Unwinding and Rewinding: Double Faces of Helicase?

Department of Biochemistry, University of Saskatchewan, Health Sciences Building, Saskatoon, SK, Canada S7N 5E5

Received 12 April 2012; Accepted 28 May 2012

Academic Editor: Grigory Dianov

Copyright © 2012 Yuliang Wu. This is an open access article distributed under the Creative Commons Attribution License, which permits unrestricted use, distribution, and reproduction in any medium, provided the original work is properly cited.

Abstract

Helicases are enzymes that use ATP-driven motor force to unwind double-stranded DNA or RNA. Recently, increasing evidence demonstrates that some helicases also possess rewinding activity—in other words, they can anneal two complementary single-stranded nucleic acids.
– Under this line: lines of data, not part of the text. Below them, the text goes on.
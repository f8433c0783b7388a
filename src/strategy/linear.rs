//! Linear-sweep disassembly with parallel processing
//!
//! Decodes every address of the decode range in order, skipping ignored
//! regions. Each contiguous non-ignored span is swept on its own rayon task;
//! spans are independent because a sweep never crosses an ignored region.

use std::time::Instant;

use rayon::prelude::*;

use super::Context;
use crate::state::CrawlState;
use crate::xref::XrefTable;
use crate::{Address, CrawlStats, Disassembly, DisassemblyError, Flow, Instruction};

/// Instructions and failing addresses of one swept span.
struct SpanResult {
    instructions: Vec<Instruction>,
    errors: Vec<Address>,
}

/// Linear sweep over every non-ignored span of the decode range.
pub fn run(ctx: &Context<'_>) -> Result<Disassembly, DisassemblyError> {
    let config = ctx.config;
    let spans = sweep_spans(ctx);
    log::debug!(
        "Starting linear sweep of 0x{:06X}-0x{:06X} in {} spans",
        config.decode_start,
        config.decode_end,
        spans.len()
    );
    let start_time = Instant::now();

    let results: Vec<SpanResult> = spans
        .par_iter()
        .map(|&(start, end)| sweep(ctx, start, end))
        .collect();

    let mut state = CrawlState::new(config.decode_start, config.decode_end);
    let mut xrefs = XrefTable::new();
    let mut stats = CrawlStats { paths: spans.len(), ..CrawlStats::default() };
    let mut instructions = Vec::new();

    for entry in ctx.entry_points {
        xrefs.add_entry_point(*entry);
    }
    for result in results {
        for address in result.errors {
            state.mark_error(address);
            stats.decode_errors += 1;
        }
        for insn in result.instructions {
            state.mark_visited(insn.address, insn.size as usize);
            xrefs.record(&insn);
            if insn.flow == Flow::IndirectJump {
                stats.unresolved_jumps += 1;
            }
            instructions.push(insn);
        }
    }

    log::info!(
        "Linear sweep completed in {:?}: {} instructions, {} decode errors",
        start_time.elapsed(),
        instructions.len(),
        stats.decode_errors
    );

    Ok(Disassembly { instructions, xrefs, state, stats })
}

/// Maximal `[start, end)` spans of the decode range outside ignored regions.
fn sweep_spans(ctx: &Context<'_>) -> Vec<(Address, Address)> {
    let config = ctx.config;
    let mut spans = Vec::new();
    let mut cursor = config.decode_start;
    for region in ctx.memory_map.regions_within(config.decode_start, config.decode_end) {
        if !region.ignore {
            continue;
        }
        let ignored_start = region.start.max(config.decode_start);
        if cursor < ignored_start {
            spans.push((cursor, ignored_start));
        }
        cursor = cursor.max(region.end + 1);
    }
    if cursor < config.decode_end {
        spans.push((cursor, config.decode_end));
    }
    spans
}

fn sweep(ctx: &Context<'_>, start: Address, end: Address) -> SpanResult {
    let mut instructions = Vec::new();
    let mut errors = Vec::new();
    let mut at = start;

    while at < end {
        let window = ctx.image.window(at, end);
        match ctx.decoder.decode(window, at) {
            Ok(insn) => {
                at += insn.size as Address;
                instructions.push(insn);
            }
            Err(err) => {
                log::trace!("Linear sweep: {}", err);
                errors.push(at);
                at += err.length.unwrap_or(1) as Address;
            }
        }
    }

    log::debug!(
        "Swept 0x{:06X}-0x{:06X}: {} instructions, {} errors",
        start,
        end,
        instructions.len(),
        errors.len()
    );
    SpanResult { instructions, errors }
}
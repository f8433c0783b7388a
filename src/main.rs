//! c196dis command-line front end
//!
//! Loads the two firmware segments, runs one strategy and writes the report.

use std::fs::File;
use std::io::{self, BufWriter};
use std::path::PathBuf;

use anyhow::{Context, Result};
use clap::Parser;
use tracing_subscriber::EnvFilter;

use c196dis::config::CrawlConfig;
use c196dis::format::OutputFormat;
use c196dis::image::RawImage;
use c196dis::session::Session;
use c196dis::strategy::Strategy;

/// Static control-flow disassembler for 8xC196 ECU firmware.
#[derive(Parser, Debug)]
#[command(name = "c196dis")]
#[command(author, version, about, long_about = None)]
struct Args {
    /// Pre-calibration segment (mapped from 0x000000)
    #[arg(long)]
    pre: PathBuf,

    /// Calibration segment (mapped after the pre-calibration slot)
    #[arg(long)]
    cal: PathBuf,

    /// JSON crawl configuration; missing fields take the 8XC196EA defaults
    #[arg(long)]
    config: Option<PathBuf>,

    /// Disassembly strategy
    #[arg(short, long, value_enum, default_value_t = Strategy::Crawl)]
    strategy: Strategy,

    /// Output format
    #[arg(short, long, value_enum, default_value_t = OutputFormat::Text)]
    format: OutputFormat,

    /// Write the report here instead of stdout
    #[arg(short, long)]
    output: Option<PathBuf>,

    /// Seed the address after each path end once all other seeds are exhausted
    #[arg(long)]
    fallback_seeding: bool,

    /// Verbose output
    #[arg(short, long)]
    verbose: bool,
}

fn init_logging(verbose: bool) {
    let filter = if verbose {
        EnvFilter::new("c196dis=debug")
    } else {
        EnvFilter::try_from_default_env().unwrap_or_else(|_| EnvFilter::new("warn"))
    };
    tracing_subscriber::fmt()
        .with_env_filter(filter)
        .with_writer(io::stderr)
        .init();
}

fn main() -> Result<()> {
    let args = Args::parse();
    init_logging(args.verbose);

    let mut config = match &args.config {
        Some(path) => CrawlConfig::from_file(path)
            .with_context(|| format!("Failed to load configuration from {}", path.display()))?,
        None => CrawlConfig::default(),
    };
    if args.fallback_seeding {
        config.fallback_seeding = true;
    }

    let image = RawImage::from_files(&args.pre, &args.cal).with_context(|| {
        format!("Failed to load image from {} and {}", args.pre.display(), args.cal.display())
    })?;
    let session = Session::new(image, config).context("Failed to set up the disassembly session")?;

    let disassembly = session
        .run(args.strategy)
        .with_context(|| format!("{} failed", args.strategy))?;

    match &args.output {
        Some(path) => {
            let file = File::create(path)
                .with_context(|| format!("Failed to create {}", path.display()))?;
            session
                .write_report(&disassembly, args.format, BufWriter::new(file))
                .with_context(|| format!("Failed to write {} report", args.format))?;
        }
        None => session
            .write_report(&disassembly, args.format, io::stdout().lock())
            .with_context(|| format!("Failed to write {} report", args.format))?,
    }

    Ok(())
}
All five members of the human RecQ helicase family, helicase PIF1, mitochondrial helicase TWINKLE, and helicase/nuclease Dna2 have been shown to possess strand-annealing activity. Moreover, two recently identified helicases—HARP and AH2 have only ATP-dependent rewinding activity. These findings not only enhance our understanding of helicase enzymes but also establish the presence of a new type of protein: annealing helicases. This paper discusses what is known about these helicases, focusing on their biochemical activity to zip and unzip double-stranded DNA and/or RNA, their possible regulation mechanisms, and biological functions.